A long-delayed study says the state’s film tax credit generated $319 million in new spending on movies, TV shows, and commercials in 20009, but only a third of the money went to Massachusetts residents or businesses, CommonWealth reports.
BEACON HILL
Joseph Kennedy III, a grandson of Robert Kennedy, dazzled attendees with a stirring oration in the Massachusetts House commemorating the 50th anniversary of John F. Kennedy‘s “City on a Hill” address delivered just days before his presidential inauguration. The Boston Herald is impressed. But the Massachusetts Legislature doesn’t pass the test his great-uncle John F. Kennedy talked of 50 years ago in a speech to lawmakers, the Eagle-Tribune says.
Nearly two-thirds of Massachusetts voters favor an independent redistricting commission, according to a new poll from the MassINC Polling Group.
MUNICIPAL AFFAIRS
Mayor Tom Menino delivered his annual State of the City address last night, a speech that was, as the Globe‘s Andrew Ryan writes, “as much about the mayor’s vitality as it was about his agenda.” The speech, coming after a string of health issues, including recent knee surgery, lacked any big punch. Menino renewed his call for greater control over municipal employee health care plans, an issue already drawing sharp push back from union leaders. Jon Keller says Menino sent an “emphatic mixed message,” including afterwards when the mayor-for-life said he is looking to serve 10 more years. Over at WBUR, David Boeri says the mayor delivered his address standing and exceeded expectations. The Herald was not impressed. An editorial pans much of the address as “a diet of warmed-over ideas” and “happy-talk.”
Lynn Mayor Judith Flanagan Kennedy says she wants to hire 10 more police officers this fall, many of them to work in the high school, the Lynn Item reports. In Lowell, the police superintendent calls for more money to stem violence. The Lowell Sun says the force has been cut by 16 officers over the last three years and another 28 have been lost to attrition, injury, and long-term sick leave.
ELECTION 2012
Vicki Kennedy tells Scot Lehigh no means no when it comes to talk of a run for the US Senate seat once held by her late husband.

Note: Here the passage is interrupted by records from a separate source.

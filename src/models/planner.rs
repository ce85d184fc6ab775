use std::collections::BTreeMap;
use std::fmt;

use serde::{Deserialize, Serialize};

use super::major::MajorType;

macro_rules! planner_id {
    ($name:ident) => {
        #[derive(Debug, Clone, PartialEq, Eq, PartialOrd, Ord, Hash, Serialize, Deserialize)]
        #[serde(transparent)]
        pub struct $name(pub String);

        impl $name {
            pub fn as_str(&self) -> &str {
                &self.0
            }
        }

        impl fmt::Display for $name {
            fn fmt(&self, f: &mut fmt::Formatter<'_>) -> fmt::Result {
                f.write_str(&self.0)
            }
        }

        impl From<&str> for $name {
            fn from(value: &str) -> Self {
                Self(value.to_string())
            }
        }
    };
}

planner_id!(CategoryId);
planner_id!(SemesterId);
planner_id!(CourseId);

#[derive(Debug, Clone, PartialEq, Eq, Serialize, Deserialize)]
pub struct Semester {
    pub id: SemesterId,
    pub name: String,
}

/// Course payload handed to the store
#[derive(Debug, Clone, PartialEq, Serialize, Deserialize)]
pub struct CourseFields {
    pub name: String,
    pub credits: f64,
    pub grade: String,
    /// Grade points; `None` for pass/fail style grades
    pub gpa_value: Option<f64>,
    pub is_retake: bool,
    pub is_dropped: bool,
    pub is_english: bool,
}

#[derive(Debug, Clone, PartialEq, Serialize, Deserialize)]
pub struct Course {
    pub id: CourseId,
    #[serde(flatten)]
    pub fields: CourseFields,
}

#[derive(Debug, Clone, PartialEq, Serialize, Deserialize)]
pub struct Category {
    pub id: CategoryId,
    pub name: String,
    pub required_credits: f64,
    pub is_major: bool,
    #[serde(default)]
    pub major_type: MajorType,
    /// Courses keyed by semester
    #[serde(default)]
    pub courses: BTreeMap<SemesterId, Vec<Course>>,
}

impl Category {
    pub fn course_count(&self) -> usize {
        self.courses.values().map(Vec::len).sum()
    }

    pub fn all_courses(&self) -> impl Iterator<Item = &Course> {
        self.courses.values().flatten()
    }
}
use thiserror::Error;

use super::prefix::extract_code_prefix;
use crate::config::Vocabulary;
use crate::models::{CategoryId, MajorChoice, MajorResolution, MajorType, PrefixStat};
use crate::store::{CourseStore, StoreResult};

#[derive(Debug, Error, Clone, PartialEq, Eq)]
pub enum ResolutionError {
    #[error("prefix '{0}' is not one of the detected major prefixes")]
    UnknownPrefix(String),

    #[error("prefix '{0}' cannot be both the primary and the secondary major")]
    DuplicateSelection(String),

    #[error("major selection failed: {0}")]
    Selector(String),
}

/// Source of the user's major decision
///
/// This is the only point where an import waits on the user. Returning `Ok(None)` from
/// [`choose_majors`](MajorSelector::choose_majors) means the dialog was cancelled.
pub trait MajorSelector {
    /// Single detected prefix: is it the primary major?
    fn confirm_primary(&mut self, stat: &PrefixStat) -> Result<bool, ResolutionError>;

    /// Several detected prefixes, most frequent first
    fn choose_majors(
        &mut self,
        stats: &[PrefixStat],
    ) -> Result<Option<MajorChoice>, ResolutionError>;
}

/// Non-interactive selector driven by command-line flags
#[derive(Debug, Clone, Default, PartialEq, Eq)]
pub struct PresetSelector {
    primary: Option<String>,
    secondary: Option<String>,
    accept_defaults: bool,
}

impl PresetSelector {
    /// Confirm a single prefix and pick the most frequent one when there are several
    pub fn accept_defaults() -> Self {
        Self { accept_defaults: true, ..Self::default() }
    }

    /// Decline a single prefix and cancel the selection when there are several
    pub fn decline() -> Self {
        Self::default()
    }

    pub fn with_choice(primary: impl Into<String>, secondary: Option<String>) -> Self {
        Self { primary: Some(primary.into()), secondary, accept_defaults: false }
    }
}

impl MajorSelector for PresetSelector {
    fn confirm_primary(&mut self, stat: &PrefixStat) -> Result<bool, ResolutionError> {
        Ok(match &self.primary {
            Some(primary) => primary.eq_ignore_ascii_case(&stat.prefix),
            None => self.accept_defaults,
        })
    }

    fn choose_majors(
        &mut self,
        stats: &[PrefixStat],
    ) -> Result<Option<MajorChoice>, ResolutionError> {
        if let Some(primary) = &self.primary {
            return Ok(Some(MajorChoice::new(primary.clone(), self.secondary.clone())));
        }
        if self.accept_defaults {
            return Ok(stats.first().map(|top| MajorChoice::new(top.prefix.clone(), None)));
        }
        Ok(None)
    }
}

/// Decide which detected prefixes are majors
///
/// Returns `Ok(None)` when there are no prefixes; the selector is not consulted.
pub fn resolve_majors(
    stats: &[PrefixStat],
    selector: &mut dyn MajorSelector,
) -> Result<Option<MajorResolution>, ResolutionError> {
    let all_prefixes = || stats.iter().map(|s| s.prefix.clone());

    match stats {
        [] => Ok(None),
        [only] => {
            if selector.confirm_primary(only)? {
                Ok(Some(MajorResolution {
                    primary_prefix: Some(only.prefix.clone()),
                    ..MajorResolution::default()
                }))
            } else {
                tracing::info!(prefix = %only.prefix, "Single major prefix declined, treating as other");
                Ok(Some(MajorResolution::all_other(all_prefixes())))
            }
        }
        _ => match selector.choose_majors(stats)? {
            None => {
                tracing::info!("Major selection cancelled, treating every prefix as other");
                Ok(Some(MajorResolution::all_other(all_prefixes())))
            }
            Some(choice) => validate_choice(stats, &choice).map(Some),
        },
    }
}

fn validate_choice(
    stats: &[PrefixStat],
    choice: &MajorChoice,
) -> Result<MajorResolution, ResolutionError> {
    let offered = |prefix: &str| -> Result<String, ResolutionError> {
        let normalized = extract_code_prefix(prefix);
        stats
            .iter()
            .find(|s| s.prefix == normalized)
            .map(|s| s.prefix.clone())
            .ok_or_else(|| ResolutionError::UnknownPrefix(prefix.to_string()))
    };

    let primary = offered(&choice.primary)?;
    let secondary = choice.secondary.as_deref().map(offered).transpose()?;
    if secondary.as_deref() == Some(primary.as_str()) {
        return Err(ResolutionError::DuplicateSelection(primary));
    }

    let other_prefixes = stats
        .iter()
        .map(|s| s.prefix.clone())
        .filter(|p| *p != primary && Some(p) != secondary.as_ref())
        .collect();

    Ok(MajorResolution {
        primary_prefix: Some(primary),
        secondary_prefixes: secondary.into_iter().collect(),
        other_prefixes,
    })
}

/// Tag major categories per the resolution
///
/// Primary and secondary prefixes get their major type. Categories of "other" prefixes are
/// renamed with the removal marker and demoted; their ids are returned so the caller can delete
/// them once ingestion has rerouted their courses. The catch-all category is never touched.
pub fn apply_resolution<S: CourseStore + ?Sized>(
    store: &mut S,
    resolution: &MajorResolution,
    vocab: &Vocabulary,
) -> StoreResult<Vec<CategoryId>> {
    let candidates: Vec<_> = store
        .categories()
        .iter()
        .filter(|c| c.is_major && c.name != vocab.general_elective)
        .map(|c| (c.id.clone(), c.name.clone(), c.required_credits))
        .collect();

    let mut marked = Vec::new();
    for (id, name, required_credits) in candidates {
        let Some((prefix, _)) = name.split_once(char::is_whitespace) else {
            continue;
        };

        if let Some(major_type) = resolution.major_type_of(prefix) {
            store.update_category(&id, &name, required_credits, true, major_type)?;
        } else if resolution.is_other(prefix) {
            let renamed = vocab.removal_name(&name);
            store.update_category(&id, &renamed, required_credits, false, MajorType::None)?;
            tracing::debug!(category = %name, "Marked category for removal");
            marked.push(id);
        }
    }

    Ok(marked)
}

She tells NECN’s Alison King the same.
Barack Obama’s reelection committee will kick off this month, and likely begin raising money by March or April.
TUCSON
National Journal‘s Jim O’Sullivan talks to psychiatric experts in an effort to understand the actions of accused Tucson shooter Jared Loughner and any tie-in with the tenor of political debate in the country. The bottom-line headline on the story: “The rhetoric did not make him do it – but it didn’t help, either.”
FISHING
Monkfish is truly ugly and the name has always put off local consumers but a strong overseas market has developed, especially in Japan. So New Bedford’s commercial fishermen turned out in force to shout down a proposed catch limit by the National Marine Fisheries Service, the Standard Times reports.
HEALTH
On “Greater Boston,” Michael Merlina, who works for his family-owned glass company, says he is fighting the state’s health care law because, like many other of the working uninsured, he cannot afford either the mandated insurance for his family or the $2,000 fine for refusing it.
In his newly renamed “Not Running a Hospital” blog, Paul Levy highlights an actuarial-based calculator from GE Healthcare to estimate the cost of medical errors for a given population. He plugged in the Massachusetts population and came away with $260 million, which he says is likely an underestimate.
CHARITY
The American Spectator bemoans the decision by the British YWCA to drop the word “Christian” from its name. But it’s also dropping “Young” “Women’s” and “Association” and changing its name to “Platform 51.”
SNOW FUN
With sledding technology (who knew?) improving, today’s lighter, faster sleds are causing municipal officials to declare hills in public places off-limits because of a spike in injuries and concerns about liabilities, according to the Brockton Enterprise.